A doctoral student finds a personal connection to desegregation and spreads awareness of Harlem's rich heritage.

Growing up in a suburb of St. Louis, Barry Goldenberg never thought he would end up in New York City pursuing a graduate degree in education. But he now looks back on his high school years at Parkway Central in Chesterfield, Missouri, which had one of the largest desegregation busing programs in the country, as a catalyst for his interest in educational disparities.

“I was aware of such inequalities” recalls Goldenberg, “but I never really thought deeply about why they exist and the consequences of these inequalities.”

That changed when Goldenberg went to UCLA. “The urban life of Los Angeles greatly impacted my world view” he says. He took an elective education class with Ernest Morrell, a Professor of English Education, who has since come to TC to head the Institute of Urban and Minority Education (IUME) in Harlem. Goldenberg found Morrell’s class at UCLA “totally inspiring. It opened my eyes to the challenges in urban education. Issues of equity and schooling totally grabbed me. It wasn’t necessarily trouble in city schools that grabbed me. It was, and remains, the idea that there are schools that are under-funded and marginalized. And unfortunately, as we know, these schools are primarily in urban areas. I thought about my high school friendships with students who had been bused in from St. Louis and other educational experiences I had had, and I wanted to be part of the solution.”

Morrell became a mentor and, when both ended up at TC, offered Goldenberg a part-time job at IUME. With the assistance of a TC Dean’s Grant this past year, Goldenberg created and ran Youth Historians in Harlem, a pilot program that worked with 10 students at nearby Frederick Douglass Academy II teaching them to “do” history by developing the research skills of a historian. Specifically, the students researched the history of theirHarlem community.

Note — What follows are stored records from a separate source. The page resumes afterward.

//! Body portion of a message.

use serde::Serialize;
use serde_json::Value;
use std::collections::BTreeMap;

use crate::envelope::non_empty;

/// Assembled content descriptor handed to the renderer.
///
/// Several body representations may be present at once; which one wins is
/// the renderer's decision.
#[derive(Debug, Clone, Default, PartialEq, Serialize)]
pub struct Content {
    /// Name of a view (template) to render.
    #[serde(skip_serializing_if = "Option::is_none")]
    pub view: Option<String>,
    /// Raw HTML body.
    #[serde(skip_serializing_if = "Option::is_none")]
    pub html: Option<String>,
    /// Plain text body.
    #[serde(skip_serializing_if = "Option::is_none")]
    pub text: Option<String>,
    /// Markdown source.
    #[serde(skip_serializing_if = "Option::is_none")]
    pub markdown: Option<String>,
    /// Pre-rendered HTML string.
    #[serde(skip_serializing_if = "Option::is_none")]
    pub html_string: Option<String>,
    /// Template variables.
    #[serde(rename = "with", skip_serializing_if = "BTreeMap::is_empty")]
    pub with: BTreeMap<String, Value>,
}

impl Content {
    /// Returns true if no body representation is present.
    #[must_use]
    pub const fn has_no_body(&self) -> bool {
        self.view.is_none()
            && self.html.is_none()
            && self.text.is_none()
            && self.markdown.is_none()
            && self.html_string.is_none()
    }
}

/// Content fields as configured on a client.
#[derive(Debug, Clone, Default, PartialEq)]
pub struct ContentFields {
    pub(crate) view: Option<String>,
    pub(crate) html: Option<String>,
    pub(crate) text: Option<String>,
    pub(crate) markdown: Option<String>,
    pub(crate) html_string: Option<String>,
    pub(crate) with: BTreeMap<String, Value>,
}

impl ContentFields {
    /// Builds a [`Content`] from the current fields.
    ///
    /// Each representation is carried over independently when non-empty.
    #[must_use]
    pub fn assemble(&self) -> Content {
        let carry = |value: &Option<String>| non_empty(value.as_deref()).map(str::to_string);

        Content {
            view: carry(&self.view),
            html: carry(&self.html),
            text: carry(&self.text),
            markdown: carry(&self.markdown),
            html_string: carry(&self.html_string),
            with: self.with.clone(),
        }
    }
}

#[cfg(test)]
#[allow(
    clippy::unwrap_used,
    clippy::redundant_clone,
    clippy::manual_string_new,
    clippy::needless_collect,
    clippy::unreadable_literal,
    clippy::used_underscore_items,
    clippy::similar_names
)]
mod tests {
    use super::*;
    use serde_json::json;

    #[test]
    fn test_empty_fields() {
        let content = ContentFields::default().assemble();
        assert!(content.has_no_body());
        assert_eq!(serde_json::to_value(&content).unwrap(), json!({}));
    }

    #[test]
    fn test_all_representations_kept() {
        let fields = ContentFields {
            view: Some("welcome".to_string()),
            html: Some("<p>hi</p>".to_string()),
            text: Some("hi".to_string()),
            markdown: Some("# hi".to_string()),
            html_string: Some("<b>hi</b>".to_string()),
            with: BTreeMap::new(),
        };

        let content = fields.assemble();
        assert_eq!(content.view.as_deref(), Some("welcome"));
        assert_eq!(content.html.as_deref(), Some("<p>hi</p>"));
        assert_eq!(content.text.as_deref(), Some("hi"));
        assert_eq!(content.markdown.as_deref(), Some("# hi"));
        assert_eq!(content.html_string.as_deref(), Some("<b>hi</b>"));
    }

    #[test]
    fn test_empty_strings_dropped() {
        let fields = ContentFields {
            view: Some(String::new()),
            text: Some("body".to_string()),
            ..ContentFields::default()
        };

        let content = fields.assemble();
        assert!(content.view.is_none());
        assert_eq!(content.text.as_deref(), Some("body"));
    }

    #[test]
    fn test_template_variables_serialized_as_with() {
        let mut with = BTreeMap::new();
        with.insert("name".to_string(), json!("Ada"));
        with.insert("count".to_string(), json!(3));
        let fields = ContentFields {
            view: Some("welcome".to_string()),
            with,
            ..ContentFields::default()
        };

        assert_eq!(
            serde_json::to_value(fields.assemble()).unwrap(),
            json!({ "view": "welcome", "with": { "count": 3, "name": "Ada" } })
        );
    }
}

The program’s primary objective is to turn students who weren’t all that interested in history into historians, but in a non-traditional way. Rather than having them read histories of places they had never heard of and perhaps never visit, Goldenberg wanted to test whether his students could be engaged in history as a discipline by researching the history of their own community and places they knew. Recalling an earlier conversation with Morrell, Goldenberg says, “For students to learn about Mesopotamia, they first have to learn about the history of their own block.”

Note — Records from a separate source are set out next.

//! Custom header portion of a message.

use serde::Serialize;
use std::collections::BTreeMap;

use crate::envelope::non_empty;

/// Assembled custom headers.
#[derive(Debug, Clone, Default, PartialEq, Eq, Serialize)]
pub struct Headers {
    /// Message-ID, without angle brackets.
    #[serde(skip_serializing_if = "Option::is_none")]
    pub message_id: Option<String>,
    /// Referenced message ids, in insertion order.
    #[serde(skip_serializing_if = "Vec::is_empty")]
    pub references: Vec<String>,
    /// Free-form text headers.
    #[serde(skip_serializing_if = "BTreeMap::is_empty")]
    pub text: BTreeMap<String, String>,
}

impl Headers {
    /// Returns true if no header is present.
    #[must_use]
    pub fn is_empty(&self) -> bool {
        self.message_id.is_none() && self.references.is_empty() && self.text.is_empty()
    }
}

/// Header fields as configured on a client.
#[derive(Debug, Clone, Default, PartialEq, Eq)]
pub struct HeaderFields {
    pub(crate) message_id: Option<String>,
    pub(crate) references: Vec<String>,
    pub(crate) text: BTreeMap<String, String>,
}

impl HeaderFields {
    /// Builds a [`Headers`] from the current fields.
    #[must_use]
    pub fn assemble(&self) -> Headers {
        Headers {
            message_id: non_empty(self.message_id.as_deref()).map(str::to_string),
            references: self.references.clone(),
            text: self.text.clone(),
        }
    }
}

#[cfg(test)]
#[allow(
    clippy::unwrap_used,
    clippy::redundant_clone,
    clippy::manual_string_new,
    clippy::needless_collect,
    clippy::unreadable_literal,
    clippy::used_underscore_items,
    clippy::similar_names
)]
mod tests {
    use super::*;

    #[test]
    fn test_empty() {
        let headers = HeaderFields::default().assemble();
        assert!(headers.is_empty());
        assert_eq!(serde_json::to_value(&headers).unwrap(), serde_json::json!({}));
    }

    #[test]
    fn test_empty_message_id_omitted() {
        let fields = HeaderFields {
            message_id: Some(String::new()),
            ..HeaderFields::default()
        };
        assert!(fields.assemble().message_id.is_none());
    }

    #[test]
    fn test_references_keep_order_and_duplicates() {
        let fields = HeaderFields {
            references: vec!["b@x".to_string(), "a@x".to_string(), "b@x".to_string()],
            ..HeaderFields::default()
        };
        assert_eq!(fields.assemble().references, vec!["b@x", "a@x", "b@x"]);
    }

    #[test]
    fn test_text_headers() {
        let mut text = BTreeMap::new();
        text.insert("X-Campaign".to_string(), "spring".to_string());
        let fields = HeaderFields {
            message_id: Some("abc@example.com".to_string()),
            text,
            ..HeaderFields::default()
        };

        assert_eq!(
            serde_json::to_value(fields.assemble()).unwrap(),
            serde_json::json!({
                "message_id": "abc@example.com",
                "text": { "X-Campaign": "spring" }
            })
        );
    }
}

Goldenberg also wanted to see whether the project would help improve their reading, writing and critical thinking skills along the way. Preliminary results show that it is possible.

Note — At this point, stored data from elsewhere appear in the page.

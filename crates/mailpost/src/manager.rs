//! Named mailers, queue connections, the renderer and storage disks.

use std::collections::BTreeMap;
use std::fmt;
use std::sync::Arc;

use tracing::{debug, warn};

use crate::config::{MailConfig, QueueDriver, TransportKind};
use crate::error::{DeliveryError, QueueError, RenderError};
use crate::message::MailMessage;
use crate::queue::{Delay, MemoryQueue, Queue, QueuedMail};
use crate::render::{BasicRenderer, Renderer};
use crate::storage::StorageManager;
use crate::transport::{ArrayTransport, LogTransport, Transport};

/// Registry of everything a message needs once it leaves the client.
///
/// A manager is shared between clients behind an `Arc`; all registered
/// collaborators are `Send + Sync`.
#[derive(Clone)]
pub struct MailManager {
    default_mailer: String,
    mailers: BTreeMap<String, Arc<dyn Transport>>,
    renderer: Arc<dyn Renderer>,
    default_queue: String,
    queues: BTreeMap<String, Arc<dyn Queue>>,
    storage: Arc<StorageManager>,
}

impl MailManager {
    /// Creates a manager without mailers or queue connections.
    #[must_use]
    pub fn new(default_mailer: impl Into<String>) -> Self {
        Self {
            default_mailer: default_mailer.into(),
            mailers: BTreeMap::new(),
            renderer: Arc::new(BasicRenderer::new()),
            default_queue: "default".to_string(),
            queues: BTreeMap::new(),
            storage: Arc::new(StorageManager::default()),
        }
    }

    /// Builds the configured mailers, disks and queue connections.
    ///
    /// `log` mailers share `renderer` and the configured disks.
    #[must_use]
    pub fn from_config(config: &MailConfig, renderer: Arc<dyn Renderer>) -> Self {
        let storage = Arc::new(StorageManager::from_config(config));
        let mut manager = Self::new(config.default.clone())
            .with_renderer(Arc::clone(&renderer))
            .with_storage(Arc::clone(&storage))
            .with_default_queue(config.default_queue.clone());

        for (name, mailer) in &config.mailers {
            let transport: Arc<dyn Transport> = match mailer.transport {
                TransportKind::Array => Arc::new(ArrayTransport::new()),
                TransportKind::Log => Arc::new(LogTransport::new(
                    Arc::clone(&renderer),
                    Arc::clone(&storage),
                )),
            };
            manager = manager.with_mailer(name.clone(), transport);
        }

        for (name, queue) in &config.queues {
            let queue: Arc<dyn Queue> = match queue.driver {
                QueueDriver::Memory => Arc::new(MemoryQueue::new()),
            };
            manager = manager.with_queue(name.clone(), queue);
        }

        debug!(
            "Built mail manager with mailers {:?}, default {:?}",
            manager.mailers.keys().collect::<Vec<_>>(),
            manager.default_mailer
        );
        manager
    }

    /// Registers a transport under a mailer name.
    #[must_use]
    pub fn with_mailer(mut self, name: impl Into<String>, transport: Arc<dyn Transport>) -> Self {
        self.mailers.insert(name.into(), transport);
        self
    }

    /// Registers a queue connection.
    #[must_use]
    pub fn with_queue(mut self, name: impl Into<String>, queue: Arc<dyn Queue>) -> Self {
        self.queues.insert(name.into(), queue);
        self
    }

    /// Sets the connection used by messages that name none.
    #[must_use]
    pub fn with_default_queue(mut self, name: impl Into<String>) -> Self {
        self.default_queue = name.into();
        self
    }

    /// Replaces the renderer.
    #[must_use]
    pub fn with_renderer(mut self, renderer: Arc<dyn Renderer>) -> Self {
        self.renderer = renderer;
        self
    }

    /// Replaces the storage disks.
    #[must_use]
    pub fn with_storage(mut self, storage: Arc<StorageManager>) -> Self {
        self.storage = storage;
        self
    }

    /// Name of the mailer used when none is selected.
    #[must_use]
    pub fn default_mailer(&self) -> &str {
        &self.default_mailer
    }

    /// Storage disks attachments are read from.
    #[must_use]
    pub fn storage(&self) -> &StorageManager {
        &self.storage
    }

    /// Returns a handle bound to the named mailer, or the default one.
    ///
    /// The name is resolved when the handle is used, so an unknown mailer
    /// surfaces as the error of that operation.
    #[must_use]
    pub fn mailer(&self, name: Option<&str>) -> PendingMail<'_> {
        PendingMail {
            manager: self,
            mailer: name.map(str::to_string),
            locale: None,
        }
    }

    /// Sends a previously queued mail through its recorded mailer and locale.
    ///
    /// # Errors
    ///
    /// Returns an error if the mailer is unknown or the transport fails.
    pub fn deliver(&self, mail: &QueuedMail) -> Result<(), DeliveryError> {
        let mut pending = self.mailer(mail.mailer.as_deref());
        if let Some(locale) = &mail.locale {
            pending = pending.locale(locale.as_str());
        }
        pending.send(&mail.message)
    }

    fn transport(&self, name: Option<&str>) -> Option<(&str, &Arc<dyn Transport>)> {
        let name = name.unwrap_or(self.default_mailer.as_str());
        match self.mailers.get_key_value(name) {
            Some((name, transport)) => Some((name.as_str(), transport)),
            None => {
                warn!("Mailer [{}] is not defined", name);
                None
            }
        }
    }

    fn queue_connection(&self, name: Option<&str>) -> Result<&Arc<dyn Queue>, QueueError> {
        let name = name.unwrap_or(self.default_queue.as_str());
        self.queues.get(name).ok_or_else(|| {
            warn!("Queue connection [{}] is not defined", name);
            QueueError::UnknownConnection(name.to_string())
        })
    }
}

impl Default for MailManager {
    fn default() -> Self {
        Self::from_config(&MailConfig::default(), Arc::new(BasicRenderer::new()))
    }
}

impl fmt::Debug for MailManager {
    fn fmt(&self, f: &mut fmt::Formatter<'_>) -> fmt::Result {
        f.debug_struct("MailManager")
            .field("default_mailer", &self.default_mailer)
            .field("mailers", &self.mailers.keys().collect::<Vec<_>>())
            .field("default_queue", &self.default_queue)
            .field("queues", &self.queues.keys().collect::<Vec<_>>())
            .field("storage", &self.storage)
            .finish_non_exhaustive()
    }
}

/// A mailer selected on a [`MailManager`], optionally bound to a locale.
#[derive(Debug, Clone)]
pub struct PendingMail<'a> {
    manager: &'a MailManager,
    mailer: Option<String>,
    locale: Option<String>,
}

impl PendingMail<'_> {
    /// Renders and sends in `locale`.
    #[must_use]
    pub fn locale(mut self, locale: impl Into<String>) -> Self {
        self.locale = Some(locale.into());
        self
    }

    fn unknown_mailer(&self) -> String {
        self.mailer
            .clone()
            .unwrap_or_else(|| self.manager.default_mailer.clone())
    }

    /// Sends `message` synchronously.
    ///
    /// # Errors
    ///
    /// Returns an error if the mailer is unknown or the transport fails.
    pub fn send(&self, message: &MailMessage) -> Result<(), DeliveryError> {
        let (name, transport) = self
            .manager
            .transport(self.mailer.as_deref())
            .ok_or_else(|| DeliveryError::UnknownMailer(self.unknown_mailer()))?;

        debug!(
            "Sending message via mailer {:?} (locale {:?}, {} attachment(s))",
            name,
            self.locale,
            message.attachments.len()
        );
        transport.send(message, self.locale.as_deref())
    }

    /// Renders the HTML body of `message` without sending it.
    ///
    /// # Errors
    ///
    /// Returns an error if the mailer is unknown or rendering fails.
    pub fn render(&self, message: &MailMessage) -> Result<String, RenderError> {
        if self.manager.transport(self.mailer.as_deref()).is_none() {
            return Err(RenderError::UnknownMailer(self.unknown_mailer()));
        }
        self.manager
            .renderer
            .render(message, self.locale.as_deref())
    }

    /// Queues `message` for immediate delivery.
    ///
    /// The connection comes from the message's queue options, falling back
    /// to the manager's default connection.
    ///
    /// # Errors
    ///
    /// Returns an error if the mailer or connection is unknown, or the queue
    /// refuses the job.
    pub fn queue(&self, message: MailMessage) -> Result<(), QueueError> {
        let (queue, mail) = self.prepare(message)?;
        queue.push(mail)
    }

    /// Queues `message` for delivery after `delay`.
    ///
    /// # Errors
    ///
    /// Returns an error under the same conditions as [`PendingMail::queue`].
    pub fn later(&self, delay: Delay, message: MailMessage) -> Result<(), QueueError> {
        let (queue, mail) = self.prepare(message)?;
        queue.later(delay, mail)
    }

    fn prepare(&self, message: MailMessage) -> Result<(&Arc<dyn Queue>, QueuedMail), QueueError> {
        if self.manager.transport(self.mailer.as_deref()).is_none() {
            return Err(QueueError::UnknownMailer(self.unknown_mailer()));
        }
        let queue = self
            .manager
            .queue_connection(message.queue.connection.as_deref())?;

        debug!(
            "Queueing message on connection {:?}, queue {:?} (after commit: {})",
            message.queue.connection,
            message.queue.queue,
            message.queue.after_commit
        );
        Ok((
            queue,
            QueuedMail {
                message,
                mailer: self.mailer.clone(),
                locale: self.locale.clone(),
            },
        ))
    }
}

#[cfg(test)]
#[allow(
    clippy::unwrap_used,
    clippy::redundant_clone,
    clippy::manual_string_new,
    clippy::needless_collect,
    clippy::unreadable_literal,
    clippy::used_underscore_items,
    clippy::similar_names
)]
mod tests {
    use super::*;
    use crate::address::Address;
    use chrono::Utc;

    struct Fixture {
        manager: MailManager,
        array: Arc<ArrayTransport>,
        queue: Arc<MemoryQueue>,
        delayed: Arc<MemoryQueue>,
    }

    fn fixture() -> Fixture {
        let array = Arc::new(ArrayTransport::new());
        let queue = Arc::new(MemoryQueue::new());
        let delayed = Arc::new(MemoryQueue::new());
        let renderer = BasicRenderer::new().with_view("welcome", "<h1>Welcome</h1>");

        let manager = MailManager::new("array")
            .with_mailer("array", array.clone())
            .with_queue("default", queue.clone())
            .with_queue("delayed", delayed.clone())
            .with_renderer(Arc::new(renderer));

        Fixture {
            manager,
            array,
            queue,
            delayed,
        }
    }

    fn message() -> MailMessage {
        let mut message = MailMessage::default();
        message.envelope.to = Some(Address::new("b@x.com"));
        message.content.view = Some("welcome".to_string());
        message
    }

    #[test]
    fn test_send_through_default_mailer() {
        let fx = fixture();
        fx.manager.mailer(None).send(&message()).unwrap();
        fx.manager
            .mailer(Some("array"))
            .locale("fr")
            .send(&message())
            .unwrap();

        let sent = fx.array.messages();
        assert_eq!(sent.len(), 2);
        assert!(sent[0].locale.is_none());
        assert_eq!(sent[1].locale.as_deref(), Some("fr"));
    }

    #[test]
    fn test_unknown_mailer_per_operation() {
        let fx = fixture();
        let pending = fx.manager.mailer(Some("ses"));

        assert!(matches!(
            pending.send(&message()),
            Err(DeliveryError::UnknownMailer(name)) if name == "ses"
        ));
        assert!(matches!(
            pending.render(&message()),
            Err(RenderError::UnknownMailer(name)) if name == "ses"
        ));
        assert!(matches!(
            pending.queue(message()),
            Err(QueueError::UnknownMailer(name)) if name == "ses"
        ));
        assert!(fx.array.is_empty());
        assert!(fx.queue.is_empty());
    }

    #[test]
    fn test_render() {
        let fx = fixture();
        let html = fx.manager.mailer(None).render(&message()).unwrap();
        assert_eq!(html, "<h1>Welcome</h1>");
    }

    #[test]
    fn test_queue_uses_message_connection() {
        let fx = fixture();
        let pending = fx.manager.mailer(None).locale("de");

        pending.queue(message()).unwrap();
        pending
            .later(Delay::Seconds(60), message().on_connection("delayed"))
            .unwrap();

        let jobs = fx.queue.jobs();
        assert_eq!(jobs.len(), 1);
        assert_eq!(jobs[0].mail.locale.as_deref(), Some("de"));
        assert!(jobs[0].delay.is_none());

        let delayed = fx.delayed.jobs();
        assert_eq!(delayed.len(), 1);
        assert_eq!(delayed[0].delay, Some(Delay::Seconds(60)));
    }

    #[test]
    fn test_queue_unknown_connection() {
        let fx = fixture();
        let result = fx
            .manager
            .mailer(None)
            .queue(message().on_connection("sqs"));
        assert!(matches!(
            result,
            Err(QueueError::UnknownConnection(name)) if name == "sqs"
        ));
    }

    #[test]
    fn test_deliver_queued_mail() {
        let fx = fixture();
        fx.manager
            .mailer(Some("array"))
            .locale("es")
            .queue(message())
            .unwrap();

        let job = fx.queue.pop_due(Utc::now()).unwrap();
        fx.manager.deliver(&job).unwrap();

        let sent = fx.array.messages();
        assert_eq!(sent.len(), 1);
        assert_eq!(sent[0].message, message());
        assert_eq!(sent[0].locale.as_deref(), Some("es"));
    }

    #[test]
    fn test_from_config() {
        let manager = MailManager::default();
        assert_eq!(manager.default_mailer(), "log");
        assert_eq!(manager.storage().default_disk(), "local");

        let mut message = message();
        message.content = crate::content::Content {
            text: Some("hello".to_string()),
            ..crate::content::Content::default()
        };
        message.envelope.from = Some(Address::new("a@x.com"));

        manager.mailer(Some("array")).send(&message).unwrap();
        manager.mailer(None).send(&message).unwrap();
        manager.mailer(None).queue(message).unwrap();
    }
}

Goldenberg, who received a master’s degree in History and Education in May, became so engaged in his work in Harlem that he decided to stay at TC, pursue a doctorate degree in History and Education, and expand Youth Historians this fall to include more adults and community institutions. He wants to continue his pilot study and dig deeper, to examine how students, families and teachers – an entire community – can benefit from more awareness of their own history.

“I want to look at how we can impact the community through developing historical narratives of the community,” Goldenberg says, “and how we can involve the community, including teachers and students, in creating those narratives.”

As for his own historical research, Goldenberg is interested in the history of youth activism in and around Harlem in the 50s and 60s and in thinking about how that activism connects to today. Goldenberg hopes this scholarship can add to and enrich Educating Harlem, a new initiative of IUME and the Program in History and Education, which is focused on expanding the under-studied educational history of Harlem. Educating Harlem began this past year with a speaker series and will continue in the coming year with a fall conference, among other activities.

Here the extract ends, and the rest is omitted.